Les talentueux Jean-Quentin Châtelain et Christine Fersen tiennent à bout de bras le Coriolan de Shakespeare.
Une eau-forte. Voilà ce que fait Joël Jouanneau de Coriolan, en précipitant le drame shakespearien dans une action réduite à l’essentiel : la confrontation triangulaire entre la mère patrie, le fils héros et le peuple à ce moment clé de la naissance de la République et de la démocratie, 2 500 ans en arrière, entre mythe et réalité.

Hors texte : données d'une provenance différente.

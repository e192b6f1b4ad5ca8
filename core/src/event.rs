use serde::{Deserialize, Serialize};

use crate::{FlagOutcome, RevealOutcome};

/// Notifications the presentation layer reacts to, mostly with audio cues.
#[derive(Copy, Clone, Debug, PartialEq, Eq, Serialize, Deserialize)]
pub enum GameEvent {
    /// A reveal hit a mine; the board has been force-opened.
    MineTriggered,
    /// A reveal opened a safe cell.
    SafeReveal,
    /// The board is cleared.
    Victory,
    /// Fired a fixed delay after [`MineTriggered`](Self::MineTriggered).
    /// Scheduling is the presentation layer's job; the source never cancels
    /// the timer on reset, so neither do we.
    GameOverDelayed,
}

/// Delay between `MineTriggered` and `GameOverDelayed`.
pub const GAME_OVER_CUE_DELAY_MS: u32 = 1_000;

impl RevealOutcome {
    /// Immediate notifications raised by this outcome, in emission order.
    pub const fn events(self) -> &'static [GameEvent] {
        use GameEvent::*;
        match self {
            Self::NoChange => &[],
            Self::Revealed => &[SafeReveal],
            Self::HitMine => &[MineTriggered],
            // the winning reveal still opened a safe cell
            Self::Won => &[SafeReveal, Victory],
        }
    }
}

impl FlagOutcome {
    /// Immediate notifications raised by this outcome.
    pub const fn events(self) -> &'static [GameEvent] {
        use GameEvent::*;
        match self {
            Self::NoChange => &[],
            Self::Flagged => &[],
            Self::Won => &[Victory],
        }
    }
}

Joël Jouanneau ne dévoile l’écheveau de l’intrigue que pour mieux mettre à nu et débusquer le parcours d’un homme seul dont l’ombre est encombrée, en permanence, par la volonté maternelle. La mère ou la patrie incarnée. Coriolan est un guerrier : toute son énergie, sa concentration et sa puissance s’incarnent dans la bataille. Jean-Quentin Châtelain use de ses accents traînants, de sa diction louvoyante et de sa stature pour mieux ferrer le personnage : un homme absolument rétif à l’éloquence politique, au jeu des compromis, à l’art des stratégies. Un homme d’action. Un tyran, a-t-on coutume de dire. Jan Kott, dans Shakespeare notre contemporain, nuance ce point de vue : « Coriolan possède une sombre grandeur, et l’histoire l’écrase. Mais l’histoire qui le brise n’est plus celle des rois. C’est l’histoire d’une ville divisée en plèbe et en patriciens. C’est l’histoire de la lutte des classes… »

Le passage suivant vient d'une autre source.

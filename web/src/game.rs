use minegame_core as game;
use yew::prelude::*;

use crate::audio;
use crate::settings::{Settings, SettingsView};
use crate::utils::{LocalOrDefault, Modal, js_random_seed};

#[derive(Copy, Clone, Debug, PartialEq)]
pub(crate) enum Msg {
    Reveal(game::CellIx),
    Flag(game::CellIx),
    Restart,
    ToggleSettings,
    UpdateSettings(Settings),
}

#[derive(Properties, Clone, PartialEq)]
pub(crate) struct GameProps {
    /// Force a seed instead of random
    #[prop_or_default]
    pub seed: Option<u64>,
}

/// CSS classes for one board button. Opened mines tint red, cells the player
/// resolved themselves tint green, matching the source styling.
fn cell_classes(cell: game::Cell, finished: bool) -> Classes {
    let mut class = classes!("cell");
    if cell.is_open && cell.is_mine {
        class.push("exploded");
    } else if cell.revealed_by_player && !cell.is_mine {
        class.push("answered");
    }
    if cell.is_flagged {
        class.push("flag");
    }
    if finished {
        class.push("locked");
    }
    class
}

pub(crate) struct GameView {
    settings: Settings,
    session: game::GameSession,
    settings_open: bool,
    forced_seed: Option<u64>,
}

impl GameView {
    fn next_seed(&self) -> u64 {
        self.forced_seed.unwrap_or_else(js_random_seed)
    }

    fn view_cell(&self, ctx: &Context<Self>, ix: game::CellIx) -> Html {
        let cell = self.session.cell_at(ix);
        let finished = self.session.is_finished();
        let class = cell_classes(cell, finished);

        let onclick = ctx.link().callback(move |_: MouseEvent| Msg::Reveal(ix));
        let oncontextmenu = ctx.link().callback(move |e: MouseEvent| {
            e.prevent_default();
            Msg::Flag(ix)
        });

        let content = if cell.is_open {
            if cell.is_mine {
                html! { <img src="/bomb.svg" alt="bomb"/> }
            } else {
                html! { <img src="/gem.svg" alt="gem"/> }
            }
        } else {
            html! {}
        };

        html! {
            <button {class} {onclick} {oncontextmenu} disabled={finished}>
                {content}
            </button>
        }
    }

    fn view_game_over_dialog(&self, ctx: &Context<Self>) -> Html {
        if !self.session.is_finished() {
            return html! {};
        }

        let onclick = ctx.link().callback(|_: MouseEvent| Msg::Restart);

        // the source shows the same dialog for wins and losses
        html! {
            <Modal>
                <dialog open={true} class="game-over">
                    <article>
                        <h2>{"Game over"}</h2>
                        <p>{"Thank you for playing the game! Hope you enjoyed it!"}</p>
                        <footer>
                            <button {onclick}>{"Restart"}</button>
                        </footer>
                    </article>
                </dialog>
            </Modal>
        }
    }
}

impl Component for GameView {
    type Message = Msg;
    type Properties = GameProps;

    fn create(ctx: &Context<Self>) -> Self {
        let settings = Settings::local_or_default().clamped();
        let forced_seed = ctx.props().seed;
        let seed = forced_seed.unwrap_or_else(js_random_seed);
        let session = game::GameSession::new(
            settings.game_config(),
            game::RandomMinePlacer::new(seed),
        );

        Self {
            settings,
            session,
            settings_open: false,
            forced_seed,
        }
    }

    fn update(&mut self, _ctx: &Context<Self>, msg: Self::Message) -> bool {
        use Msg::*;

        match msg {
            Reveal(ix) => {
                let outcome = self.session.reveal(ix);
                log::debug!("reveal {}: {:?}", ix, outcome);
                audio::play_events(outcome.events(), self.settings.volume);
                outcome.has_update()
            }
            Flag(ix) => {
                let outcome = self.session.flag(ix);
                log::debug!("flag {}: {:?}", ix, outcome);
                audio::play_events(outcome.events(), self.settings.volume);
                outcome.has_update()
            }
            Restart => {
                self.session
                    .reset(game::RandomMinePlacer::new(self.next_seed()));
                true
            }
            ToggleSettings => {
                self.settings_open = !self.settings_open;
                true
            }
            UpdateSettings(settings) => {
                if self.settings == settings {
                    return false;
                }

                let needs_new_session = settings.size != self.settings.size
                    || settings.require_flag_count != self.settings.require_flag_count;
                self.settings = settings;
                self.settings.local_save();

                if needs_new_session {
                    self.session = game::GameSession::new(
                        self.settings.game_config(),
                        game::RandomMinePlacer::new(self.next_seed()),
                    );
                }
                true
            }
        }
    }

    fn view(&self, ctx: &Context<Self>) -> Html {
        use Msg::*;

        let size = usize::from(self.session.size());
        let total = usize::from(self.session.total_cells());
        let grid_style = format!("grid-template-columns: repeat({}, 1fr);", size);

        let cb_settings = ctx.link().callback(|_: MouseEvent| ToggleSettings);
        let cb_update_settings = ctx.link().callback(UpdateSettings);
        let cb_close_settings = ctx.link().callback(|()| ToggleSettings);

        html! {
            <main class="mine"
                oncontextmenu={Callback::from(move |e: MouseEvent| e.prevent_default())}>
                <header>
                    <h1>{"Mine"}</h1>
                    <p>{"Find diamond"}</p>
                    <small onclick={cb_settings}>{"···"}</small>
                </header>
                <div class="board" style={grid_style}>
                    { for (0..total).map(|ix| self.view_cell(ctx, ix)) }
                </div>
                { self.view_game_over_dialog(ctx) }
                <SettingsView open={self.settings_open}
                    settings={self.settings}
                    on_change={cb_update_settings}
                    on_close={cb_close_settings}/>
            </main>
        }
    }
}

#[cfg(test)]
mod tests {
    use super::*;

    fn open_mine() -> game::Cell {
        game::Cell {
            is_open: true,
            is_mine: true,
            is_flagged: false,
            revealed_by_player: false,
        }
    }

    #[test]
    fn opened_mine_renders_exploded() {
        let class = cell_classes(open_mine(), true);
        assert!(class.contains("exploded"));
        assert!(class.contains("locked"));
        assert!(!class.contains("answered"));
    }

    #[test]
    fn player_answered_cell_renders_green() {
        let cell = game::Cell {
            is_open: true,
            is_mine: false,
            is_flagged: false,
            revealed_by_player: true,
        };
        let class = cell_classes(cell, false);
        assert!(class.contains("answered"));
        assert!(!class.contains("locked"));
    }

    #[test]
    fn force_opened_safe_cell_is_not_marked_answered() {
        // opened by the loss cascade, not by the player
        let cell = game::Cell {
            is_open: true,
            is_mine: false,
            is_flagged: false,
            revealed_by_player: false,
        };
        assert!(!cell_classes(cell, true).contains("answered"));
    }
}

Résumons. Coriolan, guerrier vainqueur des Volsques, n’aime pas le peuple, cet « éternel insatisfait qui gémit en temps de guerre et se lamente en temps de paix » et refuse l’usage qui veut « lui voir montrer ses blessures et demander ses voix au peuple et à ses tribuns » pour être nommé consul au sénat. La République balbutie : le sénat aristocratique soutient le peuple et condamne Coriolan à l’exil. Il va directement chez son ennemi et s’allie avec lui pour reprendre Rome. Sa mère vient parlementer avec lui, s’épuise à le convaincre de lever son siège sur Rome. Coriolan oppose son silence puis lui tend son épée. Elle lui tranche la tête. Si le peuple est joué avec une agaçante mollesse par trois acteurs censés aiguiser leurs revendications sur le sol craquelé d’une terre qui les affame, en revanche, toute la retenue de Christine Fersen dans la première partie du spectacle, alors peu crédible dans le rôle terrible de cette mère castratrice, explose dans ce tournoiement du corps, l’arme dressée, à peine marqué de l’empreinte d’une pensée d’une hésitation ? , sur lequel descend le rideau final.
Une déflagration de folie pour rétablir l’ordre dans la cité, punir celui qui a trahi sa patrie. Coriolan se compare lui-même au peuple : « Je suis comme lui, incapable de plaire. » Tout le talent de Jean-Quentin Châtelain est là, dégaine décalée, voix au débit modulé, comme étranger, indifférent à ce qui lui arrive. Dommage que la mise en scène sabre à ce point dans les méandres du drame de Shakespeare, au risque de faire passer Coriolan pour un être obtus quand il s’avère que le héros est, dans ce cas précis, celui qui renonce à sa liberté. Banni, il aura ce mot sublime : « There is a world elsewhere. » Il est un monde ailleurs… On essaiera de se le rappeler.